I was blessed with older siblings, so I've never had to do much shoveling, lucky me. 

Yup.. up here, most of us Minnesotans are pre-prepared for the nasty snow.. did you put chains on the tires?


----------



## PiccoloGoat (Sep 10, 2008)

Amos, Me being the youngest = More work.


----------



## MissMM (Oct 22, 2007)

bbbbbbrrrrrrrrr 24 below when I woke up this morning. Yep, we've got chains on the tractor. U just wish we had a heated cab for it :-(

Unfortunately, we moved back to the farm when my boys were 10-12 years old. They hadn't learned the farming work ethic & I haven't been able to threaten them with bodily harm enough to get them to help with more than bailing hay & feeding horses. They think my goats are stupid & if I want them cared for properly, I've gotta do it myself.


----------



## PiccoloGoat (Sep 10, 2008)

Oh wow, thats a way to get coal off santa!! :ROFL:


----------



## fritzie (Oct 6, 2007)

that kind of weather is why i moved from maine to tenn. i couldn't take the snow & - temps.


----------



## goatnutty (Oct 9, 2007)

I do feel for you guys with all the snow but all of ours is gone.

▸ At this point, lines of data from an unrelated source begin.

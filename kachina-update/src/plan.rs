//! Diff planning and install-mode selection
//!
//! Compares the local state against the target manifest and classifies
//! every file needing work into one of four install modes. The mode
//! decides which bytes are fetched and which decode pipeline runs:
//!
//! | Mode          | Data source                          |
//! |---------------|--------------------------------------|
//! | `Local`       | embedded payload of the running pkg  |
//! | `HybridPatch` | embedded base + remote diff          |
//! | `Patch`       | on-disk base + remote diff           |
//! | `Direct`      | remote payload                       |

use std::path::Path;
use std::sync::Arc;
use std::sync::atomic::{AtomicU64, AtomicU8, Ordering};

use tracing::{debug, info};

use kachina_format::{Hash, HashedFile, Manifest, ParsedPackage, PatchRecord, paths};

use crate::error::{Result, UpdateError};
use crate::local::{LocalState, probe_writable};

/// Install mode of one task, with the data it needs to run
#[derive(Debug, Clone, PartialEq, Eq)]
pub enum InstallMode {
    /// Decompress the payload embedded in the running package
    Local,
    /// Decompress an embedded base blob, apply a remote diff
    HybridPatch(PatchRecord),
    /// Read the on-disk base file, apply a remote diff
    Patch(PatchRecord),
    /// Download and decompress the target payload
    Direct,
}

impl InstallMode {
    /// Whether this mode touches the network
    pub fn is_remote(&self) -> bool {
        !matches!(self, Self::Local)
    }

    /// Payload name this mode fetches from the remote package
    pub fn remote_payload_name(&self, target: &HashedFile) -> Option<String> {
        match self {
            Self::Local => None,
            Self::HybridPatch(patch) | Self::Patch(patch) => Some(patch.blob_name()),
            Self::Direct => Some(target.hash.to_hex()),
        }
    }
}

/// Task lifecycle states
#[derive(Debug, Clone, Copy, PartialEq, Eq)]
#[repr(u8)]
pub enum TaskState {
    /// Queued, not yet picked up
    Pending = 0,
    /// A worker is driving it
    Running = 1,
    /// Finished and verified
    Succeeded = 2,
    /// Terminally failed
    Failed = 3,
}

/// One file's unit of work during an install run
///
/// Workers mutate only their own task's counters; the plan retains
/// shared ownership for progress aggregation.
#[derive(Debug)]
pub struct DiffTask {
    /// Target manifest entry
    pub target: HashedFile,
    /// Hash of the current on-disk content, when one exists
    pub local_hash: Option<Hash>,
    /// Selected install mode
    pub mode: InstallMode,
    /// This task replaces the updater executable (delayed rename)
    pub installer: bool,
    /// Verification is skipped for this target
    pub skip_hash: bool,
    /// The target path failed the exclusive-write probe
    pub unwritable: bool,
    /// Bytes downloaded so far, published by the owning worker
    pub downloaded: AtomicU64,
    state: AtomicU8,
}

impl DiffTask {
    /// Create a pending task for one target entry
    pub fn new(target: HashedFile, local_hash: Option<Hash>, mode: InstallMode) -> Self {
        let installer = target.installer;
        Self {
            target,
            local_hash,
            mode,
            installer,
            skip_hash: false,
            unwritable: false,
            downloaded: AtomicU64::new(0),
            state: AtomicU8::new(TaskState::Pending as u8),
        }
    }

    /// Current lifecycle state
    pub fn state(&self) -> TaskState {
        match self.state.load(Ordering::Acquire) {
            0 => TaskState::Pending,
            1 => TaskState::Running,
            2 => TaskState::Succeeded,
            _ => TaskState::Failed,
        }
    }

    /// Publish a state transition
    pub fn set_state(&self, state: TaskState) {
        self.state.store(state as u8, Ordering::Release);
    }

    /// Record downloaded bytes
    pub fn add_downloaded(&self, bytes: u64) -> u64 {
        self.downloaded.fetch_add(bytes, Ordering::Relaxed) + bytes
    }
}

/// Inputs the planner works from
pub struct PlanRequest<'a> {
    /// Manifest describing the target state
    pub manifest: &'a Manifest,
    /// Install directory
    pub dest: &'a Path,
    /// Header view of the running installer's own package, if any
    pub embedded: Option<&'a ParsedPackage>,
    /// Whether a remote source is available for fetches
    pub online: bool,
    /// Online-only mode: never read embedded payloads
    pub online_only: bool,
    /// Preserved user-data prefixes (already variable-substituted)
    pub preserved_prefixes: &'a [String],
    /// File name of the running updater, exempt from the lock probe
    pub updater_name: &'a str,
}

/// The planner's output, consumed by the executor
#[derive(Debug)]
pub struct UpdatePlan {
    /// Version this plan installs
    pub tag_name: String,
    /// Work units, sorted by descending target size
    pub tasks: Vec<Arc<DiffTask>>,
    /// Paths the finalizer removes
    pub deletes: Vec<String>,
}

impl UpdatePlan {
    /// An empty diff set: the tree is already at the target version
    pub fn is_current(&self) -> bool {
        self.tasks.is_empty()
    }

    /// Total bytes the plan will write
    pub fn total_target_bytes(&self) -> u64 {
        self.tasks.iter().map(|t| t.target.size).sum()
    }
}

/// Build the work plan from local state and the target manifest
pub fn build_plan(request: &PlanRequest<'_>, local: &LocalState) -> Result<UpdatePlan> {
    let mut tasks = Vec::new();
    let mut locked = Vec::new();

    for target in &request.manifest.hashed {
        if local.preserved.contains(&target.file_name) {
            continue;
        }
        let local_hash = local.hashes.get(&target.file_name).copied();
        if local_hash == Some(target.hash) {
            continue;
        }

        let mode = select_mode(request, target, local_hash);
        let mut task = DiffTask::new(target.clone(), local_hash, mode);

        // The running updater is replaced through self-patch, not an
        // in-place write; it is exempt from the probe.
        if target.file_name != request.updater_name {
            let os_path = paths::to_os_path(request.dest, &target.file_name);
            if !probe_writable(&os_path) {
                task.unwritable = true;
                locked.push(target.file_name.clone());
            }
        }

        debug!(
            "task {}: mode {:?}, local hash {:?}",
            target.file_name, task.mode, task.local_hash
        );
        tasks.push(Arc::new(task));
    }

    if !locked.is_empty() {
        return Err(UpdateError::LockedFiles { paths: locked });
    }

    // Large tasks first so they start early and small ones fill gaps.
    tasks.sort_by(|a, b| b.target.size.cmp(&a.target.size));

    info!(
        "plan for {}: {} tasks, {} deletes",
        request.manifest.tag_name,
        tasks.len(),
        request.manifest.deletes.len()
    );
    Ok(UpdatePlan {
        tag_name: request.manifest.tag_name.clone(),
        tasks,
        deletes: request.manifest.deletes.clone(),
    })
}

/// Pick the first applicable install mode for one target
fn select_mode(
    request: &PlanRequest<'_>,
    target: &HashedFile,
    local_hash: Option<Hash>,
) -> InstallMode {
    let embedded = request.embedded.filter(|_| !request.online_only);

    if let Some(package) = embedded {
        if package.entry(&target.hash.to_hex()).is_some() {
            return InstallMode::Local;
        }
    }

    if request.online {
        // Prefer a hybrid patch (embedded base) over an on-disk base:
        // the embedded base needs no local scan to trust.
        if let Some(package) = embedded {
            if let Some(patch) = request
                .manifest
                .patches
                .iter()
                .find(|p| p.to == target.hash && package.entry(&p.from.to_hex()).is_some())
            {
                return InstallMode::HybridPatch(*patch);
            }
        }
        if let Some(local_hash) = local_hash {
            if let Some(patch) = request.manifest.patch_for(local_hash, target.hash) {
                return InstallMode::Patch(*patch);
            }
        }
    }

    InstallMode::Direct
}

/// Refuse a version downgrade
///
/// Versions compare as dotted numeric components with a lexicographic
/// tail; an unparseable pair falls back to string inequality and only
/// exact equality is treated as "same".
pub fn check_downgrade(installed: &str, target: &str) -> Result<()> {
    if version_less(target, installed) {
        return Err(UpdateError::Downgrade {
            installed: installed.to_string(),
            target: target.to_string(),
        });
    }
    Ok(())
}

fn version_less(a: &str, b: &str) -> bool {
    let parse = |v: &str| -> Vec<u64> {
        v.trim_start_matches(['v', 'V'])
            .split(['.', '-', '+'])
            .map_while(|part| part.parse::<u64>().ok())
            .collect()
    };
    let (va, vb) = (parse(a), parse(b));
    if va.is_empty() || vb.is_empty() {
        return false;
    }
    va < vb
}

It is still below freezing every day though....well accept yesterday it was 50 something.


----------



## kelebek (Oct 5, 2007)

oh crap - just typed this huge thing and it is gone - 

So is what I was rambling about is that it has gotten worse.

We received another 3-4 inches last night - but now it is warming up to the 30's which means snow is melting, getting heavier, and there will be LOTS of ice when it goes back to freezing tonight and the next days.... great....

Then the plow guy called - he broke down and they are hoping that the part comes in on the 12 noon truck today - but he said we will be lucky to be plowed today - might not be till Friday now since tomorrow is a holiday - :GAAH: :GAAH: :GAAH: 

We have enough feed, for horses and ourselves, goats milk in the freezer, a generator that will run everything except our WATER WELL - which means no water - even for the TOILETS!!! So if we loose power again - I am going to have a COLD butt!!! :hair: 

But the only thing that could make it worse is if the barn falls - which I am praying it will hold on till I get everything off of it - but only time will tell.


----------



## goatnutty (Oct 9, 2007)

I wish there was something I could do. :hug:


----------



## Sonrise Farm (Sep 18, 2008)

We have ice. 
I walked out this morning, and almost fell. I ended up skating down the driveway and narrowly avoiding bruising my tailbone when I hit a rough patch of ice and went flying.
The cat was trying to cross the road and her nails wouldn't catch on anything so she was sliding too....
I'm moving to the tropics when I am old enough to move out. Enough of this antartica stuff---
Bring on the rain!!!!! The Mud!!!! I'll suffer quietly, I promise.................... ray:


----------



## Amos (Oct 2, 2008)

MissMM, I was asking Allison that, if you've lived in MN any amount of time I'm sure you would know that :ROFL: 

I do end up doing more work, even when my brother was still home before he started college, except for shovelling corn and snow, those were his things. 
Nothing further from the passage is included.